“Because I am Brown, I am oppressed.” When I speak this, I know it is not enough. The knowledge of racism is not enough. Because if I am still bound by my own self-hatred, I am the oppressor onto myself.
I ask myself, “How does a Brown sister, a Black sister, free herself?” Knowing I am oppressed, I must also know that I participate in this oppression. I must realize that I and all my darker sisters take the instruments of oppression and use them on ourselves. Our tools come in many forms.
We take from the oppressor the instrument of hatred and sharpen it on our bodies and souls. The internalization of “spic” and“nigger” begins at birth. Only consciousness must follow—or death.
Migrant Farm Labor Camp No. 109, Ohio, August 17, 1956:
The poor home of a migrant farm worker’s family was invaded today by police to rip the children from the groins of the Mexican mother. The Native American father had attempted to kill his three-year-old daughter. The incident was caused by severe economical distress and obvious hunger. The daughter mas placed in an orphanage.
The very roots of my radicalism began in the city streets.
Where was the point of departure from myself what time was it
What did the feeling look like how did it taste
Why did I swallow it?
Street culture and behavior is a way of surviving in industrial North America. It creates a passionate and violent language.

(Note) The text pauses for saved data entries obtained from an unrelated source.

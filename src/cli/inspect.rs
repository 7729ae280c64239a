//! Inspect and types command handlers.
//!
//! `inspect` parses a single snapshot and reports what was recognized;
//! `types` lists the component types with their headers and strategies.

use super::ensure_valid;
use crate::config::AppConfig;
use crate::model::ComponentType;
use crate::parsers::{known_headers, SnapshotParser};
use crate::pipeline::{
    auto_detect_format, exit_codes, parse_snapshot_file, should_use_color, write_output,
    OutputTarget,
};
use crate::reports::{create_reporter_with_options, ReportConfig};
use crate::strategy::IdentifierStrategy;
use anyhow::{Context, Result};
use std::fmt::Write as _;
use std::path::Path;
use std::sync::Arc;

/// Run the inspect command
pub fn run_inspect(config: &AppConfig, snapshot_path: &Path) -> Result<i32> {
    ensure_valid(config)?;
    let quiet = config.behavior.quiet;
    let parser = SnapshotParser::new(Arc::new(config.strategy_registry()?));

    let (loaded, parsed) = parse_snapshot_file(snapshot_path, &parser, quiet)?;
    let info = parsed.info(Some(loaded.label));

    let output_target = OutputTarget::from_option(config.output.file.clone());
    let format = auto_detect_format(config.output.format, &output_target);
    let reporter = create_reporter_with_options(
        format,
        should_use_color(config.output.no_color) && output_target.is_terminal(),
    );
    let rendered = reporter
        .generate_snapshot_report(
            &parsed,
            &info,
            &ReportConfig::default().with_dropped(config.behavior.show_dropped),
        )
        .context("Failed to render snapshot report")?;
    write_output(&rendered, &output_target, quiet)?;

    Ok(exit_codes::SUCCESS)
}

/// Run the types command: print every component type, the section
/// headers that map to it and its comparison properties.
pub fn run_types(config: &AppConfig) -> Result<i32> {
    ensure_valid(config)?;
    let registry = config.strategy_registry()?;
    let mut out = String::new();

    for component_type in ComponentType::ALL {
        let headers: Vec<&str> = known_headers()
            .iter()
            .filter(|(_, ty)| *ty == component_type)
            .map(|(header, _)| *header)
            .collect();
        writeln!(out, "{component_type}")?;
        writeln!(out, "  headers:    {}", headers.join(", "))?;
        match registry.get(component_type) {
            Some(strategy) => {
                writeln!(
                    out,
                    "  properties: {}",
                    strategy.comparison_properties().join(", ")
                )?;
            }
            None => writeln!(out, "  properties: (none, never compared)")?,
        }
    }

    print!("{out}");
    Ok(exit_codes::SUCCESS)
}

#[cfg(test)]
mod tests {
    use super::*;
    use crate::reports::ReportFormat;

    #[test]
    fn test_inspect_writes_json() {
        let dir = tempfile::tempdir().unwrap();
        let snapshot = dir.path().join("snap.txt");
        std::fs::write(
            &snapshot,
            "BIOS INFORMATION\nSerialNumber: 123\nMYSTERY INFORMATION\nFoo: bar\n",
        )
        .unwrap();
        let out = dir.path().join("inspect.json");
        let config = AppConfig::builder()
            .quiet(true)
            .show_dropped(true)
            .output_format(ReportFormat::Json)
            .output_file(Some(out.clone()))
            .build();

        assert_eq!(run_inspect(&config, &snapshot).unwrap(), exit_codes::SUCCESS);
        let json: serde_json::Value =
            serde_json::from_str(&std::fs::read_to_string(out).unwrap()).unwrap();
        assert_eq!(json["snapshot"]["component_count"], 1);
        assert_eq!(json["snapshot"]["dropped"][0]["header"], "MYSTERY INFORMATION");
    }

    #[test]
    fn test_types_succeeds() {
        assert_eq!(run_types(&AppConfig::default()).unwrap(), exit_codes::SUCCESS);
    }
}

When I would whisper to a comadre, “I love you,” or yell “ I hate you” to an enemy, the passion of the language which exploded inside me sprang from the same source. I had learned that both love and hate are potentially violent. When I dared to love someone, he or she shared with me a basic understanding that through our hating we might survive. If we could hate enough and fight back enough we might be jailed less or knifed less or raped less often. As I grew older, I built upon the notion that hatred must seek revenge. I began responding to the harsh reality that I was worthless in society by broadening my violent actions. And in an odd way, I sought justice.
My responses were mixed with a pre-consciousness. A form of resistance.

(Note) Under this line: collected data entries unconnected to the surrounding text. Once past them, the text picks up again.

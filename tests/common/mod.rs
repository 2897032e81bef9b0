#![allow(dead_code)]

use std::cell::{Cell, RefCell};
use std::rc::Rc;

use pulse_realtime::ws::{event_channel, TransportError, TransportEvent};
use pulse_realtime::ws::connection::{TransportEventStream, TransportEvents};
use pulse_realtime::{ClientCallbacks, ClientOptions, ConnectionStatus, PulseClient, Transport};
use pulse_shared::protocol::{TYPE_AUTH, TYPE_SUBSCRIBE, TYPE_UNSUBSCRIBE};
use serde_json::Value;
use tokio::sync::watch;

/// State shared between the transport owned by the client and the test.
pub struct Wire {
    status: Cell<ConnectionStatus>,
    sent: RefCell<Vec<String>>,
    opens: Cell<u32>,
    closes: Cell<u32>,
    events: TransportEvents,
}

impl Wire {
    fn set(&self, status: ConnectionStatus) {
        if self.status.replace(status) != status {
            let _ = self.events.unbounded_send(TransportEvent::Status(status));
        }
    }
}

/// In-memory transport that records every frame written to it.
pub struct MockTransport {
    wire: Rc<Wire>,
}

impl Transport for MockTransport {
    fn status(&self) -> ConnectionStatus {
        self.wire.status.get()
    }

    fn open(&mut self) {
        if self.wire.status.get().is_active() {
            return;
        }
        self.wire.opens.set(self.wire.opens.get() + 1);
        self.wire.set(ConnectionStatus::Connecting);
    }

    fn close(&mut self) {
        if self.wire.status.get().is_shutting_down() {
            return;
        }
        self.wire.closes.set(self.wire.closes.get() + 1);
        self.wire.set(ConnectionStatus::Closing);
        self.wire.set(ConnectionStatus::Closed);
    }

    fn send(&mut self, frame: &str) -> Result<(), TransportError> {
        let status = self.wire.status.get();
        if !status.is_open() {
            return Err(TransportError::NotOpen(status));
        }
        self.wire.sent.borrow_mut().push(frame.to_string());
        Ok(())
    }
}

/// The server side of a [`MockTransport`].
#[derive(Clone)]
pub struct Remote {
    wire: Rc<Wire>,
}

impl Remote {
    pub fn accept(&self) {
        self.wire.set(ConnectionStatus::Open);
    }

    pub fn refuse(&self) {
        self.wire.set(ConnectionStatus::Closed);
    }

    /// Connection dropped without a close handshake.
    pub fn drop_connection(&self) {
        self.wire.set(ConnectionStatus::Closed);
    }

    pub fn push(&self, frame: &str) {
        let _ = self
            .wire
            .events
            .unbounded_send(TransportEvent::Frame(frame.to_string()));
    }

    pub fn push_json(&self, value: Value) {
        self.push(&value.to_string());
    }

    pub fn status(&self) -> ConnectionStatus {
        self.wire.status.get()
    }

    pub fn opens(&self) -> u32 {
        self.wire.opens.get()
    }

    pub fn closes(&self) -> u32 {
        self.wire.closes.get()
    }

    pub fn sent(&self) -> Vec<String> {
        self.wire.sent.borrow().clone()
    }

    pub fn take_sent(&self) -> Vec<String> {
        std::mem::take(&mut *self.wire.sent.borrow_mut())
    }

    /// Sent frames that parse as JSON.
    pub fn sent_json(&self) -> Vec<Value> {
        self.sent()
            .iter()
            .filter_map(|f| serde_json::from_str(f).ok())
            .collect()
    }

    /// Topics of every `subscribe` frame sent, in order.
    pub fn subscribe_frames(&self) -> Vec<String> {
        self.frames_of(TYPE_SUBSCRIBE)
    }

    pub fn unsubscribe_frames(&self) -> Vec<String> {
        self.frames_of(TYPE_UNSUBSCRIBE)
    }

    pub fn auth_frames(&self) -> Vec<String> {
        self.sent_json()
            .iter()
            .filter(|v| v["type"] == TYPE_AUTH)
            .filter_map(|v| v["token"].as_str().map(str::to_string))
            .collect()
    }

    fn frames_of(&self, kind: &str) -> Vec<String> {
        self.sent_json()
            .iter()
            .filter(|v| v["type"] == kind)
            .filter_map(|v| v["topic"].as_str().map(str::to_string))
            .collect()
    }
}

pub fn mock_transport() -> (MockTransport, Remote, TransportEventStream) {
    let (events, stream) = event_channel();
    let wire = Rc::new(Wire {
        status: Cell::new(ConnectionStatus::Closed),
        sent: RefCell::new(Vec::new()),
        opens: Cell::new(0),
        closes: Cell::new(0),
        events,
    });
    (MockTransport { wire: wire.clone() }, Remote { wire }, stream)
}

/// A client over a mock transport, driven synchronously.
pub struct Harness {
    pub client: PulseClient,
    pub remote: Remote,
    pub token: watch::Sender<Option<String>>,
    events: TransportEventStream,
}

impl Harness {
    pub fn new(options: ClientOptions, callbacks: ClientCallbacks) -> Self {
        Self::with_token(options, callbacks, Some("secret"))
    }

    pub fn with_token(
        options: ClientOptions,
        callbacks: ClientCallbacks,
        token: Option<&str>,
    ) -> Self {
        let (transport, remote, events) = mock_transport();
        let (token, token_rx) = watch::channel(token.map(str::to_string));
        let client = PulseClient::new(options, callbacks, transport, token_rx);
        let mut harness = Self {
            client,
            remote,
            token,
            events,
        };
        harness.pump();
        harness
    }

    /// Deliver every queued transport event to the client.
    #[allow(deprecated)]
    pub fn pump(&mut self) {
        while let Ok(Some(event)) = self.events.try_next() {
            self.client.handle_transport_event(event);
        }
    }

    pub fn accept(&mut self) {
        self.remote.accept();
        self.pump();
    }

    pub fn drop_connection(&mut self) {
        self.remote.drop_connection();
        self.pump();
    }

    pub fn receive(&mut self, value: Value) {
        self.remote.push_json(value);
        self.pump();
    }

    pub fn receive_raw(&mut self, frame: &str) {
        self.remote.push(frame);
        self.pump();
    }

    /// Accept the connection and confirm the auth frame.
    pub fn connect_and_authenticate(&mut self) {
        self.accept();
        self.receive(serde_json::json!({ "type": "auth_success" }));
    }

    pub fn open(&mut self) {
        self.client.open();
        self.pump();
    }

    pub fn close(&mut self) {
        self.client.close();
        self.pump();
    }

    pub fn set_token(&mut self, token: Option<&str>) {
        self.token.send_replace(token.map(str::to_string));
        self.client.notify_token_changed();
        self.pump();
    }

    /// Fire whatever timer is next, as if its deadline had passed.
    pub fn fire_next_timer(&mut self) -> bool {
        match self.client.next_deadline() {
            Some(deadline) => {
                self.client.fire_due_timers(deadline);
                self.pump();
                true
            }
            None => false,
        }
    }
}

/// Options for tests: heartbeat off so only protocol frames are sent.
pub fn quiet_options() -> ClientOptions {
    ClientOptions {
        heartbeat: None,
        ..ClientOptions::default()
    }
}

I was incarcerated when I was sixteen on four felony charges and three misdemeanors. A plea bargain sent me to an experimental maximum security institution in Ohio instead of the Women’s prison. When I stole the jail transfer papers on me and others off the prison psychologist’s desk, I learned many of us had been sent here because we had high IQs. And, about me, the papers read “She is considered dangerous to society and herself.” Dangerous to society…
Dangerous to tell the violence I am. Dangerous to release the anger I am. Dangerous to write the truth of the source of oppression. Dangerous to name it—name the person, the myth and the props. Dangerous to be who I am. Dangerous to the social make-up of this country. Dangerous to write it. Dangerous to myself.

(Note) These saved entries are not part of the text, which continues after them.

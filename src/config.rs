//! Client configuration, from code or from environment variables.

use std::fmt;
use std::rc::Rc;
use std::time::Duration;

use pulse_shared::Envelope;
use thiserror::Error;

use crate::ws::heartbeat::{HeartbeatConfig, DEFAULT_HEARTBEAT_MESSAGE};
use crate::ws::reconnect::{
    ReconnectDelay, ReconnectOption, ReconnectPolicy, DEFAULT_BASE_DELAY, DEFAULT_MAX_DELAY,
    DEFAULT_RETRIES,
};

pub const DEFAULT_URL: &str = "ws://localhost:8080/ws";

#[derive(Debug, Error)]
pub enum ConfigError {
    #[error("invalid value for {key}: {value:?}")]
    InvalidValue { key: &'static str, value: String },

    #[error("invalid WebSocket URL {value:?}: {reason}")]
    InvalidUrl { value: String, reason: String },
}

/// Connection behaviour. Callbacks are configured separately in
/// [`ClientCallbacks`].
#[derive(Debug, Clone)]
pub struct ClientOptions {
    pub url: String,
    /// Open as soon as the client is built.
    pub immediate: bool,
    pub auto_reconnect: ReconnectOption,
    /// `None` disables the heartbeat.
    pub heartbeat: Option<HeartbeatConfig>,
    /// Topics declared up front and subscribed once authenticated.
    pub auto_subscribe: Vec<String>,
}

impl Default for ClientOptions {
    fn default() -> Self {
        Self {
            url: DEFAULT_URL.to_string(),
            immediate: true,
            auto_reconnect: ReconnectOption::default(),
            heartbeat: Some(HeartbeatConfig::default()),
            auto_subscribe: Vec::new(),
        }
    }
}

impl ClientOptions {
    pub fn new(url: impl Into<String>) -> Self {
        Self {
            url: url.into(),
            ..Self::default()
        }
    }

    /// Replace the endpoint, rejecting anything but `ws://` and `wss://`.
    pub fn with_url(mut self, url: impl Into<String>) -> Result<Self, ConfigError> {
        let url = url.into();
        validate_url(&url)?;
        self.url = url;
        Ok(self)
    }

    /// Parse options from environment variables.
    ///
    /// Environment variables (all optional):
    /// - `PULSE_WS_URL`: endpoint (default: `ws://localhost:8080/ws`)
    /// - `PULSE_WS_IMMEDIATE`: `true` | `false` (default: `true`)
    /// - `PULSE_WS_RECONNECT`: `off` | `fixed` | `exponential` (default: `exponential`)
    /// - `PULSE_WS_RETRIES`: max attempts, `0` for unlimited (default: 5)
    /// - `PULSE_WS_RECONNECT_DELAY_MS`: fixed delay or backoff base (default: 1000)
    /// - `PULSE_WS_RECONNECT_CAP_MS`: backoff cap (default: 30000)
    /// - `PULSE_WS_HEARTBEAT_MS`: interval, `0` disables (default: 30000)
    /// - `PULSE_WS_HEARTBEAT_MESSAGE`: liveness frame (default: `ping`)
    /// - `PULSE_WS_TOPICS`: comma separated topics to auto-subscribe
    pub fn from_env() -> Result<Self, ConfigError> {
        Self::from_lookup(|key| std::env::var(key).ok())
    }

    /// Same as [`from_env`](Self::from_env) over an arbitrary key lookup.
    pub fn from_lookup(lookup: impl Fn(&str) -> Option<String>) -> Result<Self, ConfigError> {
        let mut options = Self::default();

        if let Some(url) = lookup("PULSE_WS_URL") {
            options.url = url;
        }
        validate_url(&options.url)?;

        if let Some(raw) = lookup("PULSE_WS_IMMEDIATE") {
            options.immediate = parse_bool("PULSE_WS_IMMEDIATE", &raw)?;
        }

        let retries = match lookup("PULSE_WS_RETRIES") {
            Some(raw) => match parse_u64("PULSE_WS_RETRIES", &raw)? {
                0 => None,
                n => Some(u32::try_from(n).map_err(|_| invalid("PULSE_WS_RETRIES", &raw))?),
            },
            None => Some(DEFAULT_RETRIES),
        };
        let base = lookup("PULSE_WS_RECONNECT_DELAY_MS")
            .map(|raw| parse_millis("PULSE_WS_RECONNECT_DELAY_MS", &raw))
            .transpose()?
            .unwrap_or(DEFAULT_BASE_DELAY);
        let cap = lookup("PULSE_WS_RECONNECT_CAP_MS")
            .map(|raw| parse_millis("PULSE_WS_RECONNECT_CAP_MS", &raw))
            .transpose()?
            .unwrap_or(DEFAULT_MAX_DELAY);

        let mode = lookup("PULSE_WS_RECONNECT")
            .unwrap_or_else(|| "exponential".to_string())
            .to_lowercase();
        options.auto_reconnect = match mode.as_str() {
            "off" | "false" | "disabled" => ReconnectOption::Disabled,
            "fixed" => ReconnectOption::Enabled(ReconnectPolicy {
                retries,
                delay: ReconnectDelay::Fixed(base),
            }),
            "exponential" | "true" => ReconnectOption::Enabled(ReconnectPolicy {
                retries,
                delay: ReconnectDelay::Exponential { base, cap },
            }),
            _ => return Err(invalid("PULSE_WS_RECONNECT", &mode)),
        };

        let message = lookup("PULSE_WS_HEARTBEAT_MESSAGE")
            .unwrap_or_else(|| DEFAULT_HEARTBEAT_MESSAGE.to_string());
        options.heartbeat = match lookup("PULSE_WS_HEARTBEAT_MS") {
            Some(raw) => match parse_millis("PULSE_WS_HEARTBEAT_MS", &raw)? {
                d if d.is_zero() => None,
                d => Some(HeartbeatConfig::every(d).with_message(message)),
            },
            None => Some(HeartbeatConfig::default().with_message(message)),
        };

        if let Some(raw) = lookup("PULSE_WS_TOPICS") {
            options.auto_subscribe = raw
                .split(',')
                .map(str::trim)
                .filter(|t| !t.is_empty())
                .map(str::to_string)
                .collect();
        }

        Ok(options)
    }
}

fn invalid(key: &'static str, value: &str) -> ConfigError {
    ConfigError::InvalidValue {
        key,
        value: value.to_string(),
    }
}

fn parse_bool(key: &'static str, raw: &str) -> Result<bool, ConfigError> {
    match raw.trim().to_lowercase().as_str() {
        "1" | "true" | "yes" | "on" => Ok(true),
        "0" | "false" | "no" | "off" => Ok(false),
        _ => Err(invalid(key, raw)),
    }
}

fn parse_u64(key: &'static str, raw: &str) -> Result<u64, ConfigError> {
    raw.trim().parse().map_err(|_| invalid(key, raw))
}

fn parse_millis(key: &'static str, raw: &str) -> Result<Duration, ConfigError> {
    parse_u64(key, raw).map(Duration::from_millis)
}

fn validate_url(value: &str) -> Result<(), ConfigError> {
    let parsed = url::Url::parse(value).map_err(|e| ConfigError::InvalidUrl {
        value: value.to_string(),
        reason: e.to_string(),
    })?;
    match parsed.scheme() {
        "ws" | "wss" => Ok(()),
        other => Err(ConfigError::InvalidUrl {
            value: value.to_string(),
            reason: format!("unsupported scheme {other:?}"),
        }),
    }
}

type Callback = Rc<dyn Fn()>;
type TextCallback = Rc<dyn Fn(&str)>;
type EnvelopeCallback = Rc<dyn Fn(&Envelope)>;

/// Named callbacks fired by the client. Each one is optional.
#[derive(Clone, Default)]
pub struct ClientCallbacks {
    pub(crate) on_auth_success: Option<Callback>,
    pub(crate) on_auth_error: Option<TextCallback>,
    pub(crate) on_subscribed: Option<TextCallback>,
    pub(crate) on_unsubscribed: Option<TextCallback>,
    pub(crate) on_error: Option<TextCallback>,
    pub(crate) on_message: Option<EnvelopeCallback>,
    pub(crate) on_failed: Option<Callback>,
}

impl ClientCallbacks {
    pub fn new() -> Self {
        Self::default()
    }

    /// The server accepted our credential.
    pub fn on_auth_success(mut self, f: impl Fn() + 'static) -> Self {
        self.on_auth_success = Some(Rc::new(f));
        self
    }

    /// A server `error` mentioning "auth" or "token".
    pub fn on_auth_error(mut self, f: impl Fn(&str) + 'static) -> Self {
        self.on_auth_error = Some(Rc::new(f));
        self
    }

    pub fn on_subscribed(mut self, f: impl Fn(&str) + 'static) -> Self {
        self.on_subscribed = Some(Rc::new(f));
        self
    }

    pub fn on_unsubscribed(mut self, f: impl Fn(&str) + 'static) -> Self {
        self.on_unsubscribed = Some(Rc::new(f));
        self
    }

    /// Every server `error` envelope.
    pub fn on_error(mut self, f: impl Fn(&str) + 'static) -> Self {
        self.on_error = Some(Rc::new(f));
        self
    }

    /// Every parsed envelope, after all registered handlers.
    pub fn on_message(mut self, f: impl Fn(&Envelope) + 'static) -> Self {
        self.on_message = Some(Rc::new(f));
        self
    }

    /// Reconnection gave up; the client stays closed until `open()`.
    pub fn on_failed(mut self, f: impl Fn() + 'static) -> Self {
        self.on_failed = Some(Rc::new(f));
        self
    }
}

impl fmt::Debug for ClientCallbacks {
    fn fmt(&self, f: &mut fmt::Formatter<'_>) -> fmt::Result {
        f.debug_struct("ClientCallbacks")
            .field("on_auth_success", &self.on_auth_success.is_some())
            .field("on_auth_error", &self.on_auth_error.is_some())
            .field("on_subscribed", &self.on_subscribed.is_some())
            .field("on_unsubscribed", &self.on_unsubscribed.is_some())
            .field("on_error", &self.on_error.is_some())
            .field("on_message", &self.on_message.is_some())
            .field("on_failed", &self.on_failed.is_some())
            .finish()
    }
}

A poem I wrote in 1970 reads:
i stepped out
to meet the Cold
only the Cold warmed me feeling winter’s naked intent
the last Cold needle piercing my arm feeling white man’s consent
the lasting supply of bitter Crystals thru the dead of Snow.
i stepped out
to meet the Cold
only the Cold warmed my bleeding to escape
I was a junkie. Anglos have been consenting to us darkies shootin’ hard drugs since the beginning of their colonization. But the white man didn’t actually push the spike into my veins. I did. This act is clearly the embodiment of self-hatred. Hatred which goes back a long time. Goes back to the three-year-old girl terrorized by the knife of her father—to the White welfare woman whispering in my ears, “Your momma is a whore, you will grow up to be a no-good whore. . . .” Individual incidents in our lives—in our collective history—we North Americans—colonized and exploiter alike. Yet, it is our collective wills which have created the need for killer drugs. Violent responses in any form they take are accomplices to the wills which have created the need. The availability of drugs is not the problem or the dealer down on 122nd Street. They are only players in a far more complex value system of worth which nurtures self-hatred. Self-hatred which is directing and encouraging people to believe suicide is an option—as is alcohol or drug addiction or the reckless homicide on the highways.
We take from the oppressor the instruments of hatred and sharpen them on our bodies and our souls.
For us, because we were misfits—because we were dangerous, the authorities in control of our lives decided to use us as experimental guinea pigs—to monitor our brain waves—test out new drugs—experiment on how to control us, the very dangerous in society—how to mess with our minds.
We were all imprisoned for various crimes against the State: impersonating men; escaping abusive homes; setting fires; taking drugs; robbery ’cause we were hungry; plotting to overthrow the government. Most of our so-called “crimes” against the State were acts of resistance or rebellion against an oppressive family, school, society; for many of us, our cultural identity had been battered and abused since birth.
I was ward of the State from the ages of ten to twenty-one. My adopted mother had given up legal custody of me because of her mental break-downs.
It was after reading the Communist Manifesto,’ when I was thirteen, that I began to reason that the State had become the parent in my life. And it had been the State which had denied me my real mother, because she was brown and poor and undocumented. I understood too, that the hatred I possessed against the State had been nurtured in this denial. My hatred was more intense than the heat of soldering steel. My reign of revenge followed—robbery—assault on a policeman—possession of narcotics—crossing state lines with narcotics—documents indicating the plot to overthrow the government. The plot to overthrow my parents.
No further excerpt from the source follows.